Lorella ci racconta il suo viaggio nello Sri Lanka e nel Congo, tra i bambini più poveri del mondo. Ce ne parla con semplicità, la voce di tanto in tanto incrinata dall’emozione. «Quando i volontari del Vis mi hanno proposto di accompagnarli per testi-moniare quanto i salesiani hanno realizzato per i bambini più poveri del mondo, non ho esitato. Il viaggio è stato intenso e indimenticabile. Prima tappa, la città di Negombo, nello Sri Lanka, distrutta due anni fa dallo tsunami.

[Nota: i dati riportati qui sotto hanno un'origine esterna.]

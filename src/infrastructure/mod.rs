// SPDX-License-Identifier: MPL-2.0
//! Infrastructure layer adapters.
//!
//! This module contains concrete implementations of the port traits defined in
//! `application::port`.
//!
//! # Available Adapters
//!
//! - [`catalog`]: In-process user data group (implements [`FileUploader`] and
//!   [`CatalogMembers`])
//! - [`analytics`]: Usage events written to the log (implements [`Analytics`])
//!
//! [`FileUploader`]: crate::application::port::FileUploader
//! [`CatalogMembers`]: crate::application::port::CatalogMembers
//! [`Analytics`]: crate::application::port::Analytics

pub mod analytics;
pub mod catalog;

pub use analytics::TracingAnalytics;
pub use catalog::UserCatalog;

use crate::application::port::{NoopAnalytics, Services};
use std::sync::Arc;

/// Wires the default adapters into a [`Services`] bundle.
///
/// Returns the catalog handle as well so the caller can list what was added.
pub fn default_services(analytics_enabled: bool) -> (Services, UserCatalog) {
    let catalog = UserCatalog::new();
    let analytics: Arc<dyn crate::application::port::Analytics> = if analytics_enabled {
        Arc::new(TracingAnalytics)
    } else {
        Arc::new(NoopAnalytics)
    };
    let services = Services {
        uploader: Arc::new(catalog.clone()),
        members: Arc::new(catalog.clone()),
        analytics,
    };
    (services, catalog)
}
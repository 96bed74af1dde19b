// SPDX-License-Identifier: MPL-2.0
//! UI domain types.
//!
//! This module contains UI-related state that is independent
//! of any presentation framework.

pub mod view_state;

pub use view_state::{ExplorerTab, ViewState};
// SPDX-License-Identifier: MPL-2.0
//! Toast notification values and their severity levels.

use crate::ui::design_tokens::palette;
use iced::Color;
use std::time::{Duration, Instant};

/// Unique identifier for a notification.
#[derive(Debug, Clone, Copy, PartialEq, Eq, Hash)]
pub struct NotificationId(u64);

impl NotificationId {
    pub fn new() -> Self {
        use std::sync::atomic::{AtomicU64, Ordering};
        static COUNTER: AtomicU64 = AtomicU64::new(0);
        Self(COUNTER.fetch_add(1, Ordering::Relaxed))
    }
}

impl Default for NotificationId {
    fn default() -> Self {
        Self::new()
    }
}

/// Severity level; drives the accent color and how long the toast stays.
#[derive(Debug, Clone, Copy, PartialEq, Eq, Default)]
pub enum Severity {
    #[default]
    Success,
    Info,
    Warning,
    /// Stays until dismissed.
    Error,
}

impl Severity {
    #[must_use]
    pub fn color(self) -> Color {
        match self {
            Severity::Success => palette::SUCCESS_500,
            Severity::Info => palette::INFO_500,
            Severity::Warning => palette::WARNING_500,
            Severity::Error => palette::ERROR_500,
        }
    }

    /// Auto-dismiss delay, or `None` when the user must dismiss the toast.
    #[must_use]
    pub fn auto_dismiss_duration(self) -> Option<Duration> {
        match self {
            Severity::Success | Severity::Info => Some(Duration::from_secs(3)),
            Severity::Warning => Some(Duration::from_secs(5)),
            Severity::Error => None,
        }
    }

    /// Single glyph shown in front of the message.
    #[must_use]
    pub fn glyph(self) -> &'static str {
        match self {
            Severity::Success => "✓",
            Severity::Info => "i",
            Severity::Warning | Severity::Error => "!",
        }
    }
}

/// A message shown to the user as a toast.
///
/// The text is an i18n key resolved at render time, so toasts follow
/// language changes.
#[derive(Debug, Clone)]
pub struct Notification {
    id: NotificationId,
    severity: Severity,
    message_key: String,
    message_args: Vec<(String, String)>,
    created_at: Instant,
}

impl Notification {
    pub fn new(severity: Severity, message_key: impl Into<String>) -> Self {
        Self {
            id: NotificationId::new(),
            severity,
            message_key: message_key.into(),
            message_args: Vec::new(),
            created_at: Instant::now(),
        }
    }

    pub fn success(message_key: impl Into<String>) -> Self {
        Self::new(Severity::Success, message_key)
    }

    pub fn warning(message_key: impl Into<String>) -> Self {
        Self::new(Severity::Warning, message_key)
    }

    pub fn error(message_key: impl Into<String>) -> Self {
        Self::new(Severity::Error, message_key)
    }

    /// Adds a Fluent argument used when resolving the message.
    #[must_use]
    pub fn with_arg(mut self, key: impl Into<String>, value: impl Into<String>) -> Self {
        self.message_args.push((key.into(), value.into()));
        self
    }

    #[must_use]
    pub fn id(&self) -> NotificationId {
        self.id
    }

    #[must_use]
    pub fn severity(&self) -> Severity {
        self.severity
    }

    #[must_use]
    pub fn message_key(&self) -> &str {
        &self.message_key
    }

    #[must_use]
    pub fn message_args(&self) -> &[(String, String)] {
        &self.message_args
    }

    /// Whether the toast has outlived its severity's dismiss delay at `now`.
    #[must_use]
    pub fn is_expired_at(&self, now: Instant) -> bool {
        self.severity
            .auto_dismiss_duration()
            .is_some_and(|delay| now.saturating_duration_since(self.created_at) >= delay)
    }
}
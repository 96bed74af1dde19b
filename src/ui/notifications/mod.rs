// SPDX-License-Identifier: MPL-2.0
//! Toast notifications reporting the outcome of add-data operations.
//!
//! - [`notification`]: the toast value and its severity
//! - [`manager`]: queue with a cap on visible toasts and auto-dismiss
//! - [`toast`]: rendering
//!
//! Successes and infos vanish after 3s, warnings after 5s, errors stay until
//! dismissed.

mod manager;
mod notification;
mod toast;

pub use manager::{Manager, Message as NotificationMessage, MAX_VISIBLE};
pub use notification::{Notification, NotificationId, Severity};
pub use toast::Toast;
// SPDX-License-Identifier: MPL-2.0
//! User interface components and state management.
//!
//! Components follow the Elm-style "state down, messages up" pattern: each
//! panel owns its form state, handles its own messages and reports what the
//! application must do through an `Event`.
//!
//! # Panels
//!
//! - [`add_data`] - Upload local files or add a web data source
//! - [`my_data`] - List of the items the user added
//!
//! # Shared Infrastructure
//!
//! - [`design_tokens`] - Design system constants (colors, spacing, sizing)
//! - [`theming`] - Light/Dark/System theme mode management
//! - [`notifications`] - Toast notification system for user feedback

pub mod add_data;
pub mod design_tokens;
pub mod my_data;
pub mod notifications;
pub mod theming;
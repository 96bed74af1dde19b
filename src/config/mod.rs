// SPDX-License-Identifier: MPL-2.0
//! User preferences stored in `settings.toml`.
//!
//! # Configuration Sections
//!
//! - `[general]` - Language and theme mode
//! - `[analytics]` - Whether usage events are logged
//!
//! # Path Resolution
//!
//! 1. Use `load_from_path()`/`save_to_path()` with explicit path
//! 2. Pass a directory to `load_with_override()`/`save_with_override()`
//! 3. Otherwise [`crate::app::paths`] decides (CLI, environment, platform)
//!
//! # Examples
//!
//! ```no_run
//! use iced_catalog::config;
//!
//! let (mut config, _warning) = config::load();
//! config.general.language = Some("fr".to_string());
//! config::save(&config).expect("Failed to save config");
//! ```

pub mod defaults;

pub use defaults::*;

use crate::app::paths;
use crate::error::{Error, Result};
use crate::ui::theming::ThemeMode;
use serde::{Deserialize, Serialize};
use std::fs;
use std::path::{Path, PathBuf};
use tracing::warn;

const CONFIG_FILE: &str = "settings.toml";

/// i18n key of the toast shown when `settings.toml` cannot be parsed.
pub const CONFIG_LOAD_ERROR_KEY: &str = "notification-config-load-error";

/// General application settings.
#[derive(Debug, Clone, Default, Serialize, Deserialize, PartialEq)]
pub struct GeneralConfig {
    /// UI language code (e.g., "en-US", "fr").
    #[serde(default, skip_serializing_if = "Option::is_none")]
    pub language: Option<String>,

    #[serde(default, deserialize_with = "deserialize_theme_mode")]
    pub theme_mode: ThemeMode,
}

#[derive(Debug, Clone, Serialize, Deserialize, PartialEq)]
pub struct AnalyticsConfig {
    #[serde(default = "default_analytics_enabled")]
    pub enabled: bool,
}

impl Default for AnalyticsConfig {
    fn default() -> Self {
        Self {
            enabled: DEFAULT_ANALYTICS_ENABLED,
        }
    }
}

#[derive(Debug, Clone, Serialize, Deserialize, PartialEq, Default)]
pub struct Config {
    #[serde(default)]
    pub general: GeneralConfig,

    #[serde(default)]
    pub analytics: AnalyticsConfig,
}

fn default_analytics_enabled() -> bool {
    DEFAULT_ANALYTICS_ENABLED
}

/// Accepts any casing (`Dark`, `dark`, `DARK`).
fn deserialize_theme_mode<'de, D>(deserializer: D) -> std::result::Result<ThemeMode, D::Error>
where
    D: serde::Deserializer<'de>,
{
    use serde::de::Error;

    let raw = String::deserialize(deserializer)?;
    match raw.to_lowercase().as_str() {
        "light" => Ok(ThemeMode::Light),
        "dark" => Ok(ThemeMode::Dark),
        "system" => Ok(ThemeMode::System),
        other => Err(D::Error::custom(format!("invalid theme_mode: {}", other))),
    }
}

fn get_config_path_with_override(base_dir: Option<PathBuf>) -> Option<PathBuf> {
    paths::get_app_config_dir_with_override(base_dir).map(|mut path| {
        path.push(CONFIG_FILE);
        path
    })
}

/// Loads the configuration from the default location.
///
/// Returns the config and an optional i18n key to show as a warning. A
/// missing file is not an error; an unreadable one yields the defaults plus
/// [`CONFIG_LOAD_ERROR_KEY`].
pub fn load() -> (Config, Option<String>) {
    load_with_override(None)
}

pub fn load_with_override(base_dir: Option<PathBuf>) -> (Config, Option<String>) {
    let Some(path) = get_config_path_with_override(base_dir) else {
        return (Config::default(), None);
    };
    if !path.exists() {
        return (Config::default(), None);
    }
    match load_from_path(&path) {
        Ok(config) => (config, None),
        Err(err) => {
            warn!(path = %path.display(), %err, "falling back to default settings");
            (Config::default(), Some(CONFIG_LOAD_ERROR_KEY.to_string()))
        }
    }
}

pub fn load_from_path(path: &Path) -> Result<Config> {
    let content = fs::read_to_string(path)?;
    let config: Config = toml::from_str(&content)?;
    Ok(config)
}

pub fn save(config: &Config) -> Result<()> {
    save_with_override(config, None)
}

pub fn save_with_override(config: &Config, base_dir: Option<PathBuf>) -> Result<()> {
    if let Some(path) = get_config_path_with_override(base_dir) {
        return save_to_path(config, &path);
    }
    Ok(())
}

/// Writes `config`, creating parent directories as needed.
pub fn save_to_path(config: &Config, path: &Path) -> Result<()> {
    if let Some(parent) = path.parent() {
        fs::create_dir_all(parent)?;
    }
    let content = toml::to_string_pretty(config).map_err(Error::from)?;
    fs::write(path, content)?;
    Ok(())
}
// SPDX-License-Identifier: MPL-2.0
//! Internationalization (i18n) support for the application.
//!
//! This module provides localization capabilities using the Fluent localization system.
//! It handles language detection, translation file loading, and string formatting.
//!
//! # Features
//!
//! - Locale resolution from CLI, config, then system settings
//! - Embedded `.ftl` translations, optionally extended from a directory
//! - Runtime language switching
//! - `MISSING: <key>` placeholder when a key has no translation

pub mod fluent;
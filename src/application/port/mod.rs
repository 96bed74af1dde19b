// SPDX-License-Identifier: MPL-2.0
//! Port definitions (traits) for dependency inversion.
//!
//! This module defines abstract interfaces that infrastructure adapters implement.
//! These traits use only domain types, ensuring the UI remains independent of
//! how the catalog is actually stored or loaded.
//!
//! # Available Ports
//!
//! - [`upload`]: Adding local files to the user's data
//! - [`catalog`]: Creating, loading and adding catalog members
//! - [`analytics`]: Usage event logging
//!
//! # Design Notes
//!
//! - All traits use domain types only (no Iced handles)
//! - Traits are `Send + Sync` so they can be shared with spawned tasks
//! - Long-running operations return a [`BoxFuture`] that the caller wraps in
//!   an Iced `Task`; the ports never block

pub mod analytics;
pub mod catalog;
pub mod upload;

pub use analytics::{Analytics, NoopAnalytics};
pub use catalog::{CatalogMembers, PendingItem};
pub use upload::FileUploader;

pub use futures_util::future::BoxFuture;

use std::fmt;
use std::sync::Arc;

/// Bundle of service handles passed down to panels.
///
/// Cloning is cheap: every port is reference counted.
#[derive(Clone)]
pub struct Services {
    pub uploader: Arc<dyn FileUploader>,
    pub members: Arc<dyn CatalogMembers>,
    pub analytics: Arc<dyn Analytics>,
}

impl fmt::Debug for Services {
    fn fmt(&self, f: &mut fmt::Formatter<'_>) -> fmt::Result {
        f.debug_struct("Services").finish_non_exhaustive()
    }
}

Conservavo nella memoria immagini di distruzione e di morte che quasi non credetti ai miei occhi quando, a Uswetakeiyawa, ho visto il «Bosco Sevena», un grande Centro che ospita uno stuolo di bimbi abbandonati e orfani. Lì, in un luogo accogliente e ospitale, i ragazzi hanno trovato una casa, possono mangiare regolarmente, studiare e imparare un mestiere, in un ambiente che cerca di riprodurre le dinamiche di aiuto e di solidarietà della famiglia. Nei loro occhi ho letto la gioia di vivere, che sta cancellando i ricordi della tremenda sciagura.
«Padre Felix, direttore del Centro, mi ha confessato che non è stato facile uscire dall’incubo, ed è ancor più difficile uscire da altri incubi. Infatti, una delle piaghe più devastanti per questi bambini è lo sfruttamento sessuale, praticato da turisti provenienti da Paesi occidentali. E questa è una sciagura peggiore dello tsunami e dell’abbandono. Le amare constatazioni di padre Felix mi hanno fatto vergognare di essere occidentale».


Questi incontri ti segnano la vita
Lorella si ferma un attimo, quasi per allontanare lo sgomento che quelle rivelazioni hanno suscitato. Poi riprende a raccontare velocemente, inseguendo i ricordi del viaggio che fanno ressa nella memoria. «Dallo Sri Lanka ci siamo trasferiti nel Congo, cuore profondo dell’Africa. Il programma prevedeva una sosta di quattro giorni al “Centre des Jeunes” (Centro giovanile) del quartiere di Ngangi, periferia di Goma».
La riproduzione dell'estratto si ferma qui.